The US Court of Appeals has ruled that most of US President Donald Trump’s global tariffs are illegal. Image source: Adobe Stock
The US Court of Appeals has ruled that most of US President Donald Trump’s global tariffs are illegal. Image source: Adobe Stock

The US Court of Appeals has ruled that most of US President Donald Trump’s global tariffs are illegal, FreightWaves reported.

The appeals court’s decision found that Trump had exceeded his authority in imposing the tariffs, the 29 August report said.

The ruling could affect Trump’s wide-ranging reciprocal tariffs announced on 2 April, as well as tariffs imposed on China, Canada and Mexico aimed at putting pressure on those countries to curb shipments of fentanyl into the USA, FreightWaves wrote.

The court has allowed the tariffs to remain in place until 14 October to give the administration time to appeal to the US Supreme Court.

Trump’s administration had relied on the International Emergency Economic Powers Act (IEEPA) to argue that the president could impose country-specific tariffs at any level if deemed necessary to address a national emergency, the report said.

The appeals court’s decision upheld a ruling in May from the Court of International Trade, which had also rejected Trump’s argument that his global tariffs were permitted under the IEEPA, the BBC wrote.

Posting on Truth Social after the decision, Trump called the appeals court “highly partisan” and described the ruling as a “disaster” for the country, the 30 August report said.

The IEEPA, which has repeatedly been deployed by Trump during both his terms in office, grants a US president significant authority to respond to a national emergency or a major threat from overseas.

In its ruling, the appeals court stated that the emergency law “did not give the president wide-ranging authority to impose tariffs”.

The IEEPA “neither mentions tariffs (or any of its synonyms) nor has procedural safeguards that contain clear limits on the President’s power to impose tariffs”, it said.

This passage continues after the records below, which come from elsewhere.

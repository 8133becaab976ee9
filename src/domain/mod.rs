//! Core domain types and logic.

pub mod analysis;
pub mod backtest;
pub mod config;
pub mod config_validation;
pub mod error;
pub mod execution;
pub mod indicator;
pub mod metrics;
pub mod ohlcv;
pub mod overview;
pub mod portfolio;
pub mod position;
pub mod risk;
pub mod signal;
pub mod sizing;
pub mod stats;
pub mod strategy;
pub mod timeframe;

When announcing his global tariffs, Trump claimed that a trade imbalance was harmful to US national security and was therefore a national emergency.

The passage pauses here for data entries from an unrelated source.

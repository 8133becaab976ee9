//! Technical indicator implementations.
//!
//! Every indicator has two faces:
//! - a pure numeric function over `&[f64]` columns (`moving_average`,
//!   `exponential_moving_average`, `relative_strength_index`, `macd`,
//!   `average_true_range`), returning one output per input;
//! - a `calculate_*` wrapper over a [`TimeSeries`] that returns an
//!   [`IndicatorSeries`] aligned 1:1 with the bars.
//!
//! Warm-up entries are `None`. The [`streaming`] module holds bar-by-bar
//! counterparts whose outputs equal the batch functions exactly.

pub mod atr;
pub mod ema;
pub mod macd;
pub mod rsi;
pub mod sma;
pub mod streaming;

pub use atr::{average_true_range, calculate_atr, true_range};
pub use ema::{calculate_ema, ema_alpha, exponential_moving_average};
pub use macd::{calculate_macd, macd, MacdOutput, MacdSeries};
pub use rsi::{calculate_rsi, relative_strength_index};
pub use sma::{calculate_sma, moving_average};

use chrono::NaiveDate;
use serde::{Serialize, Serializer};
use std::fmt;

use crate::domain::error::TradelensError;
use crate::domain::ohlcv::TimeSeries;

#[derive(Debug, Clone, PartialEq, Serialize)]
pub struct IndicatorPoint {
    pub date: NaiveDate,
    pub value: Option<f64>,
}

#[derive(Debug, Clone, Copy, PartialEq, Eq, Hash)]
pub enum IndicatorType {
    Sma(usize),
    Ema(usize),
    Rsi(usize),
    Atr(usize),
    MacdLine {
        fast: usize,
        slow: usize,
        signal: usize,
    },
    MacdSignal {
        fast: usize,
        slow: usize,
        signal: usize,
    },
    MacdHistogram {
        fast: usize,
        slow: usize,
        signal: usize,
    },
}

impl IndicatorType {
    /// The longest lookback parameter of the indicator, in bars.
    pub fn window(&self) -> usize {
        match *self {
            IndicatorType::Sma(n)
            | IndicatorType::Ema(n)
            | IndicatorType::Rsi(n)
            | IndicatorType::Atr(n) => n,
            IndicatorType::MacdLine { fast, slow, signal }
            | IndicatorType::MacdSignal { fast, slow, signal }
            | IndicatorType::MacdHistogram { fast, slow, signal } => {
                fast.max(slow).max(signal)
            }
        }
    }
}

impl fmt::Display for IndicatorType {
    fn fmt(&self, f: &mut fmt::Formatter<'_>) -> fmt::Result {
        match self {
            IndicatorType::Sma(period) => write!(f, "SMA({})", period),
            IndicatorType::Ema(period) => write!(f, "EMA({})", period),
            IndicatorType::Rsi(period) => write!(f, "RSI({})", period),
            IndicatorType::Atr(period) => write!(f, "ATR({})", period),
            IndicatorType::MacdLine { fast, slow, signal } => {
                write!(f, "MACD({},{},{})", fast, slow, signal)
            }
            IndicatorType::MacdSignal { fast, slow, signal } => {
                write!(f, "MACD_SIGNAL({},{},{})", fast, slow, signal)
            }
            IndicatorType::MacdHistogram { fast, slow, signal } => {
                write!(f, "MACD_HIST({},{},{})", fast, slow, signal)
            }
        }
    }
}

impl Serialize for IndicatorType {
    fn serialize<S: Serializer>(&self, serializer: S) -> Result<S::Ok, S::Error> {
        serializer.collect_str(self)
    }
}

/// An indicator aligned 1:1 with the bars of its source series.
#[derive(Debug, Clone, PartialEq, Serialize)]
pub struct IndicatorSeries {
    pub indicator_type: IndicatorType,
    pub values: Vec<IndicatorPoint>,
}

impl IndicatorSeries {
    pub(crate) fn from_values(
        indicator_type: IndicatorType,
        series: &TimeSeries,
        values: Vec<Option<f64>>,
    ) -> Self {
        let values = series
            .bars()
            .iter()
            .zip(values)
            .map(|(bar, value)| IndicatorPoint {
                date: bar.date,
                value,
            })
            .collect();
        IndicatorSeries {
            indicator_type,
            values,
        }
    }

    pub fn len(&self) -> usize {
        self.values.len()
    }

    pub fn is_empty(&self) -> bool {
        self.values.is_empty()
    }

    pub fn value_at(&self, index: usize) -> Option<f64> {
        self.values.get(index).and_then(|p| p.value)
    }

    /// Value at the final bar, if it is past warm-up.
    pub fn latest(&self) -> Option<f64> {
        self.values.last().and_then(|p| p.value)
    }

    /// Number of leading undefined points.
    pub fn warmup(&self) -> usize {
        self.values.iter().take_while(|p| p.value.is_none()).count()
    }
}

/// Validates a trailing-window parameter against the input length.
pub(crate) fn check_window(name: &str, window: usize, len: usize) -> Result<(), TradelensError> {
    if len == 0 {
        return Err(TradelensError::InsufficientData {
            have: 0,
            need: window.max(1),
        });
    }
    if window == 0 {
        return Err(TradelensError::invalid(format!("{name} must be positive")));
    }
    if window > len {
        return Err(TradelensError::invalid(format!(
            "{name} {window} exceeds series length {len}"
        )));
    }
    Ok(())
}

However, the court ruled that imposing tariffs was not within the president’s mandate, and “the power of the purse (including the power to tax) belongs to Congress”, the BBC wrote.

In addition to being a significant setback to Trump’s agenda, the federal appeals court ruling could have an immediate impact on the US economy, with knock-on impacts felt in global markets, the report said.

“Businesses are going to be subject to uncertainty,” Dr Linda Yueh, an economist at Oxford University and the London Business School, told BBC Radio 4’s Today programme.

If the Supreme Court reverses the federal appeals court decision and sides with the Trump administration, it could set a precedent that emboldens the president to use the IEEPA more aggressively than he has done so far, according to the report.

The case was likely to proceed to the highest US court, a challenge that Trump indicated on Truth Social, the BBC wrote.